ECHO Chamber Orchestra
Daniel Canosa leads the ECHO Chamber Orchestra in “A Musical Promenade 2” | Courtesy of ECHO Chamber Orchestra

The noble experiment that launched ECHO Chamber Orchestra continues to deliver the goods. Assembled in 2015 under the baton of Argentine-born conductor Daniel Canosa, the Marin-based ensemble has spent the past decade presenting well-conceived programs that push beyond the usual suspects, but the group’s second presentation since returning from the pandemic hiatus, “A Musical Promenade 2,” represented a graceful creative leap.

With its focus on living composers, Saturday’s concert at San Anselmo’s First Presbyterian Church, the orchestra’s home base, was playful and probing, earthy and refreshingly rapturous. Opening in the church’s courtyard, the evening started with a diverse array of small-group pieces, including Francis Poulenc’s serpentine Sonata for Two Clarinets by the well-matched duo of Robert Beard and Matt Rupert and flutist Amanda Hahn’s sensuously charged rendition of Astor Piazzolla’s Tango Etude No. 2. With pianist Rebecca Hass’s original choro, a brief and spritely piece that evoked the Brazilian style’s urbane roots, the program’s focus pivoted to works by composers present at the event.

Berkeley Choro Ensemble
The Berkeley Choro Ensemble performs outdoors for the first half of “A Musical Promenade 2” | Courtesy of ECHO Chamber Orchestra

Concerts in the time of COVID have conditioned audiences to expect last-minute personnel changes, but “Promenade 2” offered several other unexpected developments. Hass’s piece wasn’t listed in the program, and violinist Irene Sazer’s premiere of her new choro “Hot Hot” changed up the billed instrumentation. A virtuosic instrumental idiom that emerged in late-19th-century Rio de Janeiro, choro was among the first Afro-European musical styles to develop in the Americas, and Sazer’s tune, completed just in time for the show, reveled in the humor and rhythmic agility required to make choro sing (with a big assist from Brian Rice on the tambourine-like pandeiro).

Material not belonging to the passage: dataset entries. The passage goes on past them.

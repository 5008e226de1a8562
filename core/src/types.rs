use serde::{Deserialize, Serialize};

use crate::constants::*;
use crate::error::CoreError;

/// A position on the playfield. Origin is top-left, y grows downward.
#[derive(Clone, Copy, Debug, Default, PartialEq, Serialize, Deserialize)]
pub struct Point {
    pub x: f64,
    pub y: f64,
}

impl Point {
    pub const fn new(x: f64, y: f64) -> Self {
        Self { x, y }
    }

    /// Default bag starting position.
    pub const fn launch() -> Self {
        Self::new(LAUNCH_X, LAUNCH_Y)
    }

    pub fn distance_squared(&self, other: &Point) -> f64 {
        let dx = self.x - other.x;
        let dy = self.y - other.y;
        dx * dx + dy * dy
    }
}

/// Axis-aligned rectangle, `(x, y)` is the top-left corner.
#[derive(Clone, Copy, Debug, PartialEq, Serialize, Deserialize)]
pub struct Bounds {
    pub x: f64,
    pub y: f64,
    pub width: f64,
    pub height: f64,
}

impl Bounds {
    /// Inclusive on all four edges.
    pub fn contains(&self, p: &Point) -> bool {
        p.x >= self.x && p.x <= self.x + self.width && p.y >= self.y && p.y <= self.y + self.height
    }
}

/// Board footprint and hole. Fixed for the whole match.
#[derive(Clone, Copy, Debug, PartialEq, Serialize, Deserialize)]
pub struct BoardGeometry {
    pub bounds: Bounds,
    pub hole_center: Point,
    pub hole_radius: f64,
}

impl BoardGeometry {
    /// Board centred at `(cx, cy)` using the standard board dimensions.
    pub fn centered_at(cx: f64, cy: f64) -> Self {
        Self {
            bounds: Bounds {
                x: cx - BOARD_WIDTH / 2.0,
                y: cy - BOARD_HEIGHT / 2.0,
                width: BOARD_WIDTH,
                height: BOARD_HEIGHT,
            },
            hole_center: Point::new(cx, cy + HOLE_OFFSET_Y),
            hole_radius: HOLE_RADIUS,
        }
    }

    /// The board as the match scene places it.
    pub fn standard() -> Self {
        Self::centered_at(BOARD_CENTER_X, BOARD_CENTER_Y)
    }
}

impl Default for BoardGeometry {
    fn default() -> Self {
        Self::standard()
    }
}

/// Player-chosen throw parameters.
///
/// `angle` is in degrees from horizontal (90 = straight up) and must lie strictly inside
/// (0, 180); anything else points downward. `power` is a percentage in [0, 100].
#[derive(Clone, Copy, Debug, PartialEq, Serialize, Deserialize)]
pub struct ThrowInput {
    pub angle: f64,
    pub power: f64,
}

impl ThrowInput {
    /// Build a validated input.
    pub fn new(angle: f64, power: f64) -> Result<Self, CoreError> {
        let input = Self { angle, power };
        input.validate()?;
        Ok(input)
    }

    pub fn validate(&self) -> Result<(), CoreError> {
        if !self.angle.is_finite() || !self.power.is_finite() {
            return Err(CoreError::InvalidInput(format!(
                "angle and power must be finite (angle={}, power={})",
                self.angle, self.power
            )));
        }
        if self.angle <= 0.0 || self.angle >= 180.0 {
            return Err(CoreError::InvalidInput(format!(
                "angle {} is not an upward throw; must be strictly between 0 and 180",
                self.angle
            )));
        }
        if self.power < 0.0 || self.power > MAX_POWER {
            return Err(CoreError::InvalidInput(format!(
                "power {} out of range [0, {}]",
                self.power, MAX_POWER
            )));
        }
        Ok(())
    }
}

/// Sampled flight path. First point is the launch point, last is where the bag came to rest.
#[derive(Clone, Debug, Default, PartialEq, Serialize, Deserialize)]
#[serde(transparent)]
pub struct Trajectory(Vec<Point>);

impl Trajectory {
    pub fn from_points(points: Vec<Point>) -> Self {
        Self(points)
    }

    pub fn points(&self) -> &[Point] {
        &self.0
    }

    pub fn points_mut(&mut self) -> &mut [Point] {
        &mut self.0
    }

    pub fn into_points(self) -> Vec<Point> {
        self.0
    }

    pub fn len(&self) -> usize {
        self.0.len()
    }

    pub fn is_empty(&self) -> bool {
        self.0.is_empty()
    }

    pub fn launch(&self) -> Option<Point> {
        self.0.first().copied()
    }

    pub fn landing(&self) -> Option<Point> {
        self.0.last().copied()
    }
}

/// Where a bag ended up.
#[derive(Clone, Copy, Debug, PartialEq, Eq, Hash, Serialize, Deserialize)]
#[serde(rename_all = "lowercase")]
pub enum LandingResult {
    Miss,
    Board,
    Hole,
}

impl std::fmt::Display for LandingResult {
    fn fmt(&self, f: &mut std::fmt::Formatter<'_>) -> std::fmt::Result {
        match self {
            LandingResult::Miss => write!(f, "miss"),
            LandingResult::Board => write!(f, "board"),
            LandingResult::Hole => write!(f, "hole"),
        }
    }
}

/// A participant bound to one of the two match slots.
#[derive(Clone, Debug, PartialEq, Eq, Serialize, Deserialize)]
pub struct Player {
    pub wallet: String,
    pub username: String,
}

impl Player {
    pub fn new(wallet: impl Into<String>, username: impl Into<String>) -> Self {
        Self {
            wallet: wallet.into(),
            username: username.into(),
        }
    }
}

Featuring Rice, flutist Jane Lenoir, guitarist Ricardo Peixoto, and Berkeley-reared bassoonist Paul Hanson (stepping in for reed player Harvey Wainapel), the Berkeley Choro Ensemble (BCE) closed the outdoor program with several classic tunes by definitive choro composers Jacob do Bandolim and Pixinguinha. The group’s rhythmic control was enthralling, as were Lenoir’s unison lines with Hanson, a singular musician whose work replacing Wainapel’s liquid-toned clarinet felt like Gene Kelly taking over for Fred Astaire.

Léa Freire
Léa Freire

Moving into the sanctuary for the second half, the program focused on the music of the great São Paulo composer Léa Freire, with the BCE seamlessly integrating into a 26-piece edition of the ECHO Chamber Orchestra (with Sazer serving as concertmaster). The ensemble performed the Freire works in June at the Freight & Salvage as part of the Berkeley Festival of Choro, and the reprise was consistently revelatory. With vivid and uncluttered orchestral arrangements by Felipe Senna, the pieces explored an array of territory, from the tidal surge of “Maré” and the alluring character study of “Isabella” to the controlled, accelerating chaos of “Mamulengo” (featuring the composer herself on piano).

Part of what made the programming so pleasurable was hearing the naked architecture and typical flow of the choro form before experiencing the orchestral arrangements. Like her colleague Guinga, another superlatively sophisticated composer who draws on an expansive array of Brazilian styles, jazz, and European classical music, Freire has connected with a community of American musicians, centering on the Berkeley festival and California Brazil Camp in Cazadero, which suggests we’ll be seeing a good deal more of her in the coming years.

The concert closed with Brazilian Choro Suite by Peixoto and Wainapel, a piece that ECHO premiered in 2017. The ensemble’s familiarity with the three-movement work was evident, as Canosa’s loose but confident control of the transitions and dynamics allowed Peixoto’s guitar to surface at key moments. There aren’t many orchestras that could meld so effectively with a choro combo, and with the momentum generated by “Promenade 2,” there’s every reason to hope for future sojourns into these verdant Brazilian landscapes.